* [Try it]:
Please write out all the data exactly as shown.
+++ Information provided +++
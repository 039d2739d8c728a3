//! hirewise-core - Provider routing for the hirewise career tools
//!
//! This crate provides:
//! - Provider registry holding capability descriptors and adapters
//! - Route selection by complexity, cost tier, JSON mode and caller plan
//! - Adapters for OpenAI, Anthropic, Google Gemini and OpenAI-compatible APIs
//! - [`AiRouter`], which runs requests with sequential fallback and timeouts

pub mod config;
pub mod error;
pub mod orchestrator;
pub mod providers;
pub mod registry;
pub mod selector;
pub mod types;

// Re-export main types for convenience
pub use config::{ProviderEntry, ProviderKind, RouterConfig};
pub use error::{ProviderError, ProviderErrorKind, RegistryError, RouterError};
pub use orchestrator::{AiRouter, RetryPolicy};
pub use providers::{ProviderAdapter, ProviderDescriptor, ProviderRequest};
pub use registry::{ProviderRegistry, RegisteredProvider};
pub use selector::{StaticTierResolver, TierPolicy, TierResolver, select_route};
pub use types::{
    CallerTier, ChatMessage, ChatRole, Complexity, CostTier, GenerationRequest,
    NormalizedResponse, ProviderOverride, ResponseFormat, RouteDecision,
};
+++
* [Exercise output]:
repository 039d2739d8c728a3
//! hirewise-core - Provider routing for the hirewise career tools
//!
//! This crate provides:
//! - Provider registry holding capability descriptors and adapters
//! - Route selection by complexity, cost tier, JSON mode and caller plan
//! - Adapters for OpenAI, Anthropic, Google Gemini and OpenAI-compatible APIs
//! - [`AiRouter`], which runs requests with sequential fallback and timeouts

pub mod config;
pub mod error;
pub mod orchestrator;
pub mod providers;
pub mod registry;
pub mod selector;
pub mod types;

// Re-export main types for convenience
pub use config::{ProviderEntry, ProviderKind, RouterConfig};
pub use error::{ProviderError, ProviderErrorKind, RegistryError, RouterError};
pub use orchestrator::{AiRouter, RetryPolicy};
pub use providers::{ProviderAdapter, ProviderDescriptor, ProviderRequest};
pub use registry::{ProviderRegistry, RegisteredProvider};
pub use selector::{StaticTierResolver, TierPolicy, TierResolver, select_route};
pub use types::{
    CallerTier, ChatMessage, ChatRole, Complexity, CostTier, GenerationRequest,
    NormalizedResponse, ProviderOverride, ResponseFormat, RouteDecision,
};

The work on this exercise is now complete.